See why police say the driver should never have been behind the wheel, and why the pedestrian wasn’t totally innocent, either …
While the slightly-injured pedestrian is treated by American Medical Response paramedics in the ambulance, an officer speaks with a witness at the scene.
Story and photos by David F. Ashton
Just three days into the New Year, yet another pedestrian was injured crossing SE Foster Road – this time, in a crosswalk at SE 65th Avenue.
However, the accident that occurred about 6:15 p.m. on January 3 wasn’t the fault of poor highway design, improper speed zoning, or bad weather.

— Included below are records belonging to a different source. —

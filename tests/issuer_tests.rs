//! Credential issuance against stored grants.

mod common;

use std::sync::Arc;
use std::time::Duration as StdDuration;

use access_broker::Error;
use access_broker::clock::Clock;
use access_broker::issuer::CredentialIssuer;
use access_broker::lifecycle::Decision;
use access_broker::store::{InMemoryRequestStore, RequestStatus, RequestStore};
use chrono::Duration;
use common::{
    FederationMode, Harness, HangingGrantStore, REPORTS_ROLE, admin, identity, issuer_settings,
    start_time, user,
};
use pretty_assertions::assert_eq;

/// Submit and approve `resource` for the default user.
async fn approved(h: &Harness, resource: &str, hours: f64) -> String {
    let id = h.submit(resource, hours).await;
    h.lifecycle
        .decide(&admin(), &id, Decision::Approve, Some(hours))
        .await
        .unwrap();
    id
}

#[tokio::test]
async fn no_grant_is_refused_without_federation_call() {
    // GIVEN: nothing approved
    let h = Harness::new();

    // WHEN
    let result = h.issuer.issue(&user(), "reports").await;

    // THEN
    assert!(matches!(result, Err(Error::NoGrant)));
    assert!(h.federation.calls().is_empty());
}

#[tokio::test]
async fn pending_request_is_not_a_grant() {
    let h = Harness::new();
    h.submit("reports", 2.0).await;

    let result = h.issuer.issue(&user(), "reports").await;

    assert!(matches!(result, Err(Error::NoGrant)));
}

#[tokio::test]
async fn valid_grant_issues_scoped_credentials() {
    // GIVEN: an approved grant
    let h = Harness::new();
    approved(&h, "reports", 2.0).await;

    // WHEN
    let credential = h.issuer.issue(&user(), "reports").await.unwrap();

    // THEN: the federation service was asked for the grant's role
    assert_eq!(credential.access_key_id, "ASIATESTACCESSKEY");
    assert_eq!(credential.session_token, "test-session-token");
    assert_eq!(credential.region, "us-east-1");

    let calls = h.federation.calls();
    assert_eq!(calls.len(), 1);
    assert_eq!(calls[0].role_ref, REPORTS_ROLE);
    assert_eq!(calls[0].session_name, "temp-access-user-1-reports");
    assert_eq!(calls[0].duration, StdDuration::from_secs(3600));
}

#[tokio::test]
async fn credentials_can_be_issued_repeatedly() {
    let h = Harness::new();
    approved(&h, "reports", 2.0).await;

    for _ in 0..3 {
        h.issuer.issue(&user(), "reports").await.unwrap();
    }

    assert_eq!(h.federation.calls().len(), 3);
}

#[tokio::test]
async fn grant_expires_exactly_at_its_expiry() {
    // GIVEN: a 2 hour grant
    let h = Harness::new();
    approved(&h, "reports", 2.0).await;
    let expiry = start_time() + Duration::hours(2);

    // WHEN: one second before expiry
    h.clock.set(expiry - Duration::seconds(1));
    // THEN: still valid
    assert!(h.issuer.issue(&user(), "reports").await.is_ok());

    // WHEN: at the expiry instant
    h.clock.set(expiry);
    // THEN: expired
    assert!(matches!(
        h.issuer.issue(&user(), "reports").await,
        Err(Error::GrantExpired)
    ));
    assert_eq!(h.federation.calls().len(), 1);
}

#[tokio::test]
async fn expired_grant_stays_in_place_until_reapproved() {
    // GIVEN: an expired grant
    let h = Harness::new();
    approved(&h, "reports", 1.0).await;
    h.clock.advance(Duration::hours(2));
    assert!(matches!(
        h.issuer.issue(&user(), "reports").await,
        Err(Error::GrantExpired)
    ));

    // WHEN: a new request is approved
    approved(&h, "reports", 1.0).await;

    // THEN: issuance works again
    assert!(h.issuer.issue(&user(), "reports").await.is_ok());
}

#[tokio::test]
async fn grants_are_per_subject_and_resource() {
    // GIVEN: user-1 holds a grant on reports
    let h = Harness::new();
    approved(&h, "reports", 2.0).await;

    // WHEN/THEN: another subject, or another resource, has nothing
    assert!(matches!(
        h.issuer.issue(&identity("user-2", &[]), "reports").await,
        Err(Error::NoGrant)
    ));
    assert!(matches!(
        h.issuer.issue(&user(), "logs").await,
        Err(Error::NoGrant)
    ));
}

#[tokio::test]
async fn resource_is_trimmed_before_lookup() {
    let h = Harness::new();
    approved(&h, "reports", 2.0).await;

    assert!(h.issuer.issue(&user(), "  reports ").await.is_ok());
}

#[tokio::test]
async fn empty_resource_is_invalid() {
    let h = Harness::new();

    assert!(matches!(
        h.issuer.issue(&user(), "  ").await,
        Err(Error::InvalidInput(_))
    ));
}

#[tokio::test]
async fn federation_refusal_is_issuance_failure() {
    // GIVEN: a grant, but the role's trust policy refuses the broker
    let h = Harness::new();
    approved(&h, "reports", 2.0).await;
    h.federation.set_mode(FederationMode::Refuse);

    // WHEN
    let result = h.issuer.issue(&user(), "reports").await;

    // THEN
    assert!(matches!(result, Err(Error::IssuanceFailed(_))));
}

#[tokio::test]
async fn slow_federation_times_out() {
    // GIVEN: a federation service that never answers
    let h = Harness::new();
    approved(&h, "reports", 2.0).await;
    h.federation.set_mode(FederationMode::Hang);

    // WHEN
    let result = h.issuer.issue(&user(), "reports").await;

    // THEN: bounded by the federation timeout
    match result {
        Err(Error::IssuanceFailed(message)) => assert!(message.contains("timed out")),
        other => panic!("expected IssuanceFailed, got {other:?}"),
    }
}

#[tokio::test]
async fn unreadable_grant_store_is_unavailable() {
    // GIVEN: a grant store that never answers
    let h = Harness::new();
    let issuer = CredentialIssuer::new(
        Arc::new(HangingGrantStore),
        h.federation.clone(),
        h.clock.clone() as Arc<dyn Clock>,
        issuer_settings(),
    );

    // WHEN
    let result = issuer.issue(&user(), "reports").await;

    // THEN
    assert!(matches!(result, Err(Error::StoreUnavailable(_))));
    assert!(h.federation.calls().is_empty());
}

#[tokio::test]
async fn denied_request_grants_nothing() {
    let h = Harness::with_stores(
        Arc::new(InMemoryRequestStore::new()),
        Arc::new(access_broker::store::InMemoryGrantStore::new()),
    );
    let id = h.submit("reports", 2.0).await;
    h.lifecycle
        .decide(&admin(), &id, Decision::Deny, None)
        .await
        .unwrap();

    assert_eq!(
        h.requests.get(&id).await.unwrap().unwrap().status,
        RequestStatus::Denied
    );
    assert!(matches!(
        h.issuer.issue(&user(), "reports").await,
        Err(Error::NoGrant)
    ));
}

There are just some pedestrian accidents that even flashing-light warnings can’t stop.
According to witnesses, the accident victim saw a car in the nearest lane stop for him to cross – but the driver of a 1972 Chevy pickup truck continued in the next lane, and grazed the walker.

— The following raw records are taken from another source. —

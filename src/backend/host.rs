//! CPU reference backend: kernels are plain Rust functions over host buffers.
//!
//! Each argument has a host copy and a separate "device" copy, so upload and
//! download are real copies and the timing breakdown has the same shape as on a
//! GPU. Always available; used by the CLI when no GPU backend is compiled in.

use std::collections::HashMap;
use std::fmt;
use std::sync::atomic::{AtomicUsize, Ordering};
use std::sync::Arc;
use std::time::Instant;

use super::{Backend, DeviceInfo};
use crate::args::{ArgData, DeviceArg, KernelArg};
use crate::error::BackendError;
use crate::geometry::Geometry;
use crate::timing::KernelTime;

/// Signature of a host kernel. Arguments arrive in declaration order.
pub type HostKernelFn = fn(&Geometry, &mut [HostArg]) -> Result<(), BackendError>;

const MAX_WORK_GROUP_SIZE: usize = 1024;
const DEFAULT_MAX_ALLOC: u64 = 1 << 30;

#[derive(Debug, Clone, Copy, PartialEq, Eq)]
enum ArgKind {
    Input,
    Output,
    Local,
    Value,
}

/// A host "device" allocation.
#[derive(Debug)]
pub struct HostArg {
    kind: ArgKind,
    host: ArgData,
    device: ArgData,
    bytes: usize,
    released: bool,
    live: Arc<AtomicUsize>,
}

impl HostArg {
    /// Device-side contents as `f32`, if that is the element type.
    pub fn device_f32(&self) -> Option<&[f32]> {
        match &self.device {
            ArgData::F32(v) => Some(v),
            _ => None,
        }
    }

    pub fn device_f32_mut(&mut self) -> Option<&mut [f32]> {
        match &mut self.device {
            ArgData::F32(v) => Some(v),
            _ => None,
        }
    }

    pub fn device_i32(&self) -> Option<&[i32]> {
        match &self.device {
            ArgData::I32(v) => Some(v),
            _ => None,
        }
    }

    /// Host-side contents; outputs hold the result of the last download.
    pub fn host(&self) -> &ArgData {
        &self.host
    }

    /// First element of a by-value `f32` argument.
    pub fn scalar_f32(&self) -> Option<f32> {
        self.device_f32().and_then(|v| v.first().copied())
    }

    pub fn is_released(&self) -> bool {
        self.released
    }

    fn upload(&mut self) {
        if matches!(self.kind, ArgKind::Input | ArgKind::Value) {
            self.device.clone_from(&self.host);
        }
    }

    fn download(&mut self) {
        if self.kind == ArgKind::Output {
            self.host.clone_from(&self.device);
        }
    }
}

fn zeroed_f32(bytes: usize) -> ArgData {
    ArgData::F32(vec![0.0; bytes.div_ceil(std::mem::size_of::<f32>())])
}

impl DeviceArg for HostArg {
    fn byte_len(&self) -> usize {
        self.bytes
    }

    fn clear(&mut self) {
        if matches!(self.kind, ArgKind::Output | ArgKind::Local) {
            self.host = zeroed_f32(self.bytes);
            self.device = zeroed_f32(self.bytes);
        }
    }

    fn release(&mut self) {
        if self.released {
            return;
        }
        self.released = true;
        self.host = ArgData::F32(Vec::new());
        self.device = ArgData::F32(Vec::new());
        self.live.fetch_sub(1, Ordering::SeqCst);
    }
}

impl Drop for HostArg {
    fn drop(&mut self) {
        self.release();
    }
}

/// A host kernel resolved from the registry.
#[derive(Clone)]
pub struct HostKernel {
    name: String,
    options: String,
    func: HostKernelFn,
}

impl fmt::Debug for HostKernel {
    fn fmt(&self, f: &mut fmt::Formatter<'_>) -> fmt::Result {
        f.debug_struct("HostKernel")
            .field("name", &self.name)
            .field("options", &self.options)
            .finish_non_exhaustive()
    }
}

impl HostKernel {
    pub fn name(&self) -> &str {
        &self.name
    }

    pub fn options(&self) -> &str {
        &self.options
    }
}

/// CPU backend with a registry of named kernels.
pub struct HostBackend {
    kernels: HashMap<String, HostKernelFn>,
    running: bool,
    max_alloc_bytes: u64,
    live: Arc<AtomicUsize>,
}

impl HostBackend {
    pub fn new() -> Self {
        Self {
            kernels: HashMap::new(),
            running: false,
            max_alloc_bytes: DEFAULT_MAX_ALLOC,
            live: Arc::new(AtomicUsize::new(0)),
        }
    }

    /// Make `entry_point` compilable.
    pub fn register(&mut self, entry_point: &str, func: HostKernelFn) -> &mut Self {
        self.kernels.insert(entry_point.to_string(), func);
        self
    }

    pub fn with_max_alloc(mut self, bytes: u64) -> Self {
        self.max_alloc_bytes = bytes;
        self
    }

    pub fn is_running(&self) -> bool {
        self.running
    }

    /// Argument handles created and not yet released.
    pub fn live_allocations(&self) -> usize {
        self.live.load(Ordering::SeqCst)
    }

    fn ensure_running(&self) -> Result<(), BackendError> {
        if self.running {
            Ok(())
        } else {
            Err(BackendError::Execution("host session not initialized".into()))
        }
    }
}

impl Default for HostBackend {
    fn default() -> Self {
        Self::new()
    }
}

fn millis(since: Instant) -> f64 {
    since.elapsed().as_secs_f64() * 1000.0
}

impl Backend for HostBackend {
    type Kernel = HostKernel;
    type Arg = HostArg;

    fn name(&self) -> &'static str {
        "host"
    }

    fn init_session(&mut self, platform: usize, device: usize) -> Result<(), BackendError> {
        if platform != 0 || device != 0 {
            return Err(BackendError::Init {
                platform,
                device,
                reason: "the host platform exposes a single device (0/0)".into(),
            });
        }
        self.running = true;
        tracing::debug!("host session started");
        Ok(())
    }

    fn shutdown_session(&mut self) -> Result<(), BackendError> {
        self.running = false;
        Ok(())
    }

    fn compile(
        &mut self,
        source: &str,
        entry_point: &str,
        options: &str,
    ) -> Result<HostKernel, BackendError> {
        self.ensure_running()?;
        let func = self
            .kernels
            .get(entry_point)
            .copied()
            .ok_or_else(|| BackendError::Compile {
                kernel: entry_point.to_string(),
                log: "no host kernel registered under this entry point".into(),
            })?;
        if !source.contains(entry_point) {
            return Err(BackendError::Compile {
                kernel: entry_point.to_string(),
                log: "entry point not found in source".into(),
            });
        }
        Ok(HostKernel {
            name: entry_point.to_string(),
            options: options.to_string(),
            func,
        })
    }

    fn create_arg(&mut self, arg: &KernelArg) -> Result<HostArg, BackendError> {
        self.ensure_running()?;
        let bytes = arg.byte_len();
        if bytes as u64 > self.max_alloc_bytes {
            return Err(BackendError::Allocation {
                bytes,
                reason: format!("exceeds max allocation of {} bytes", self.max_alloc_bytes),
            });
        }
        let (kind, host) = match arg {
            KernelArg::Input(data) => (ArgKind::Input, data.clone()),
            KernelArg::Value(data) => (ArgKind::Value, data.clone()),
            KernelArg::Output { bytes } => (ArgKind::Output, zeroed_f32(*bytes)),
            KernelArg::Local { bytes } => (ArgKind::Local, zeroed_f32(*bytes)),
        };
        let device = match kind {
            ArgKind::Input | ArgKind::Value => ArgData::F32(Vec::new()),
            ArgKind::Output | ArgKind::Local => host.clone(),
        };
        self.live.fetch_add(1, Ordering::SeqCst);
        Ok(HostArg {
            kind,
            host,
            device,
            bytes,
            released: false,
            live: Arc::clone(&self.live),
        })
    }

    fn execute_once(
        &mut self,
        kernel: &HostKernel,
        geometry: &Geometry,
        args: &mut [HostArg],
    ) -> Result<KernelTime, BackendError> {
        self.ensure_running()?;
        if !geometry.is_uniform() {
            return Err(BackendError::Execution(format!(
                "invalid work-group size: {geometry}"
            )));
        }
        if geometry.work_group_size() > MAX_WORK_GROUP_SIZE {
            return Err(BackendError::Execution(format!(
                "work-group size {} exceeds device maximum {MAX_WORK_GROUP_SIZE}",
                geometry.work_group_size()
            )));
        }
        if let Some(released) = args.iter().position(HostArg::is_released) {
            return Err(BackendError::Execution(format!(
                "argument {released} was already released"
            )));
        }

        let total_start = Instant::now();

        let start = Instant::now();
        args.iter_mut().for_each(HostArg::upload);
        let upload = millis(start);

        let start = Instant::now();
        (kernel.func)(geometry, args)?;
        let launch = millis(start);

        let start = Instant::now();
        args.iter_mut().for_each(HostArg::download);
        let download = millis(start);

        Ok(KernelTime::new(upload, download, launch, millis(total_start)))
    }

    fn device_info(&self) -> Result<DeviceInfo, BackendError> {
        Ok(DeviceInfo {
            platform_name: "Host".into(),
            device_name: "Rust scalar reference".into(),
            device_type: "CPU".into(),
            local_mem_bytes: 64 * 1024,
            global_mem_bytes: self.max_alloc_bytes,
            max_mem_alloc_bytes: self.max_alloc_bytes,
            max_work_group_size: MAX_WORK_GROUP_SIZE,
            supports_double: true,
        })
    }
}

A Portland police officer evaluates the site of SE Foster Road’s first pedestrian accident of 2013.
It appeared as if the injuries to the pedestrian were minor, and the victim was simply treated by paramedic staff at the scene.

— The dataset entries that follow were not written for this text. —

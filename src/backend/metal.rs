//! Metal backend: device selection, MSL compilation, shared buffers, timed dispatch.

use std::ffi::c_void;
use std::time::Instant;

use ::metal::{
    Buffer, CommandQueue, CompileOptions, ComputePipelineState, Device, MTLCommandBufferStatus,
    MTLResourceOptions, MTLSize,
};

use super::{Backend, DeviceInfo};
use crate::args::{DeviceArg, KernelArg};
use crate::error::BackendError;
use crate::geometry::Geometry;
use crate::timing::KernelTime;

struct MetalCtx {
    device: Device,
    queue: CommandQueue,
}

/// A compiled compute pipeline.
pub struct MetalKernel {
    name: String,
    pipeline: ComputePipelineState,
}

impl MetalKernel {
    pub fn name(&self) -> &str {
        &self.name
    }
}

enum Storage {
    Global {
        buffer: Option<Buffer>,
        host: Vec<u8>,
        input: bool,
    },
    Local { bytes: usize },
    Value { bytes: Vec<u8> },
}

/// A Metal argument: a shared-storage buffer, threadgroup memory, or inline bytes.
pub struct MetalArg {
    storage: Storage,
    released: bool,
}

impl MetalArg {
    /// Host copy of a global buffer; outputs hold the last download.
    pub fn host_bytes(&self) -> Option<&[u8]> {
        match &self.storage {
            Storage::Global { host, .. } => Some(host),
            _ => None,
        }
    }

    fn upload(&mut self) {
        if let Storage::Global {
            buffer: Some(buffer),
            host,
            input: true,
        } = &self.storage
        {
            // SAFETY: shared-storage buffer of at least host.len() bytes, no GPU work in flight.
            unsafe {
                let dst = buffer.contents() as *mut u8;
                std::ptr::copy_nonoverlapping(host.as_ptr(), dst, host.len());
            }
        }
    }

    fn download(&mut self) {
        if let Storage::Global {
            buffer: Some(buffer),
            host,
            input: false,
        } = &mut self.storage
        {
            // SAFETY: command buffer has completed; buffer holds host.len() bytes.
            unsafe {
                let src = buffer.contents() as *const u8;
                std::ptr::copy_nonoverlapping(src, host.as_mut_ptr(), host.len());
            }
        }
    }
}

impl DeviceArg for MetalArg {
    fn byte_len(&self) -> usize {
        match &self.storage {
            Storage::Global { host, .. } => host.len(),
            Storage::Local { bytes } => *bytes,
            Storage::Value { bytes } => bytes.len(),
        }
    }

    fn clear(&mut self) {
        if let Storage::Global {
            buffer: Some(buffer),
            host,
            input: false,
        } = &mut self.storage
        {
            host.fill(0);
            // SAFETY: see download.
            unsafe {
                std::ptr::write_bytes(buffer.contents() as *mut u8, 0, host.len());
            }
        }
    }

    fn release(&mut self) {
        if self.released {
            return;
        }
        if let Storage::Global { buffer, host, .. } = &mut self.storage {
            *buffer = None;
            host.clear();
        }
        self.released = true;
    }
}

/// Backend over the system's Metal devices. Platform 0 is the only platform.
pub struct MetalBackend {
    ctx: Option<MetalCtx>,
}

impl MetalBackend {
    pub fn new() -> Self {
        Self { ctx: None }
    }

    fn ctx(&self) -> Result<&MetalCtx, BackendError> {
        self.ctx
            .as_ref()
            .ok_or_else(|| BackendError::Execution("metal session not initialized".into()))
    }
}

impl Default for MetalBackend {
    fn default() -> Self {
        Self::new()
    }
}

fn millis(since: Instant) -> f64 {
    since.elapsed().as_secs_f64() * 1000.0
}

fn mtl_size(dims: [usize; 3]) -> MTLSize {
    MTLSize::new(dims[0] as u64, dims[1] as u64, dims[2] as u64)
}

impl Backend for MetalBackend {
    type Kernel = MetalKernel;
    type Arg = MetalArg;

    fn name(&self) -> &'static str {
        "metal"
    }

    fn init_session(&mut self, platform: usize, device: usize) -> Result<(), BackendError> {
        let init_err = |reason: String| BackendError::Init {
            platform,
            device,
            reason,
        };
        if platform != 0 {
            return Err(init_err("Metal exposes a single platform (0)".into()));
        }
        let selected = Device::all()
            .into_iter()
            .nth(device)
            .ok_or_else(|| init_err("no such Metal device".into()))?;
        let queue = selected.new_command_queue();
        tracing::info!(device = selected.name(), "metal session started");
        self.ctx = Some(MetalCtx {
            device: selected,
            queue,
        });
        Ok(())
    }

    fn shutdown_session(&mut self) -> Result<(), BackendError> {
        self.ctx = None;
        Ok(())
    }

    fn compile(
        &mut self,
        source: &str,
        entry_point: &str,
        options: &str,
    ) -> Result<MetalKernel, BackendError> {
        let ctx = self.ctx()?;
        let compile_err = |log: String| BackendError::Compile {
            kernel: entry_point.to_string(),
            log,
        };
        let opts = CompileOptions::new();
        let fast_math = options.contains("fast-math") || options.contains("fast-relaxed-math");
        opts.set_fast_math_enabled(fast_math);
        let lib = ctx
            .device
            .new_library_with_source(source, &opts)
            .map_err(compile_err)?;
        let func = lib.get_function(entry_point, None).map_err(compile_err)?;
        let pipeline = ctx
            .device
            .new_compute_pipeline_state_with_function(&func)
            .map_err(compile_err)?;
        Ok(MetalKernel {
            name: entry_point.to_string(),
            pipeline,
        })
    }

    fn create_arg(&mut self, arg: &KernelArg) -> Result<MetalArg, BackendError> {
        let ctx = self.ctx()?;
        let bytes = arg.byte_len();
        if bytes as u64 > ctx.device.max_buffer_length() {
            return Err(BackendError::Allocation {
                bytes,
                reason: "exceeds the device's max buffer length".into(),
            });
        }
        let shared = |len: usize| {
            Some(ctx.device.new_buffer(len.max(1) as u64, MTLResourceOptions::StorageModeShared))
        };
        let storage = match arg {
            KernelArg::Input(data) => Storage::Global {
                buffer: shared(bytes),
                host: data.to_bytes(),
                input: true,
            },
            KernelArg::Output { bytes } => Storage::Global {
                buffer: shared(*bytes),
                host: vec![0; *bytes],
                input: false,
            },
            KernelArg::Local { bytes } => Storage::Local { bytes: *bytes },
            KernelArg::Value(data) => Storage::Value {
                bytes: data.to_bytes(),
            },
        };
        Ok(MetalArg {
            storage,
            released: false,
        })
    }

    fn execute_once(
        &mut self,
        kernel: &MetalKernel,
        geometry: &Geometry,
        args: &mut [MetalArg],
    ) -> Result<KernelTime, BackendError> {
        let ctx = self.ctx()?;
        let max_threads = kernel.pipeline.max_total_threads_per_threadgroup() as usize;
        if geometry.work_group_size() > max_threads {
            return Err(BackendError::Execution(format!(
                "work-group size {} exceeds pipeline maximum {max_threads}",
                geometry.work_group_size()
            )));
        }

        if let Some(i) = args.iter().position(|arg| arg.released) {
            return Err(BackendError::Execution(format!(
                "argument {i} was already released"
            )));
        }

        let total_start = Instant::now();

        let start = Instant::now();
        args.iter_mut().for_each(MetalArg::upload);
        let upload = millis(start);

        let start = Instant::now();
        let cmd = ctx.queue.new_command_buffer();
        let enc = cmd.new_compute_command_encoder();
        enc.set_compute_pipeline_state(&kernel.pipeline);
        let mut threadgroup_slot = 0u64;
        for (i, arg) in args.iter().enumerate() {
            match &arg.storage {
                Storage::Global { buffer, .. } => enc.set_buffer(i as u64, buffer.as_deref(), 0),
                Storage::Value { bytes } => {
                    enc.set_bytes(i as u64, bytes.len() as u64, bytes.as_ptr() as *const c_void)
                }
                Storage::Local { bytes } => {
                    enc.set_threadgroup_memory_length(threadgroup_slot, *bytes as u64);
                    threadgroup_slot += 1;
                }
            }
        }
        enc.dispatch_threads(mtl_size(geometry.global()), mtl_size(geometry.local()));
        enc.end_encoding();
        cmd.commit();
        cmd.wait_until_completed();
        if cmd.status() == MTLCommandBufferStatus::Error {
            return Err(BackendError::Execution(format!(
                "command buffer for '{}' failed",
                kernel.name
            )));
        }
        let launch = millis(start);

        let start = Instant::now();
        args.iter_mut().for_each(MetalArg::download);
        let download = millis(start);

        Ok(KernelTime::new(upload, download, launch, millis(total_start)))
    }

    fn device_info(&self) -> Result<DeviceInfo, BackendError> {
        let ctx = self.ctx()?;
        let device = &ctx.device;
        let threads = device.max_threads_per_threadgroup();
        let device_type = if device.has_unified_memory() {
            "GPU (unified memory)"
        } else {
            "GPU (discrete)"
        };
        Ok(DeviceInfo {
            platform_name: "Apple Metal".into(),
            device_name: device.name().to_string(),
            device_type: device_type.into(),
            local_mem_bytes: device.max_threadgroup_memory_length(),
            global_mem_bytes: device.recommended_max_working_set_size(),
            max_mem_alloc_bytes: device.max_buffer_length(),
            max_work_group_size: (threads.width * threads.height * threads.depth) as usize,
            supports_double: false,
        })
    }
}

“The pedestrian was not transported to a hospital for medical care,” Portland Police Bureau (PPB) Public Information Officer Sgt. Pete Simpson confirmed, the following day. “The victim reportedly had minor scrapes and bruises.”
Police say that this man, Jacob Miles Bradley, was driving with a suspended license, when his truck slightly injured the pedestrian for whom he failed to stop.
But, at 6:38 p.m., a PPB East Precinct District Officer placed the driver of the offending truck, 28-year-old Jacob Miles Bradley, under arrest. “Driver cited for Driving While Suspended, and had warrants for DUII and Careless Driving,” Simpson said.
After being booked at Multnomah County Detention Center, at 7:51 p.m., Bradley was “Released on Own Recognizance” later that evening.
The law says motorized pedestrians must stop for pedestrians crossing the street – but those on foot can avoid a trip in an ambulance, and perhaps a lengthy stay in the hospital – by making sure all traffic has stopped.
“Pedestrians should take care to make sure all the traffic stops before entering a crosswalk,” Simpson commented to East Portland News, “even though pedestrians generally have the right of way.”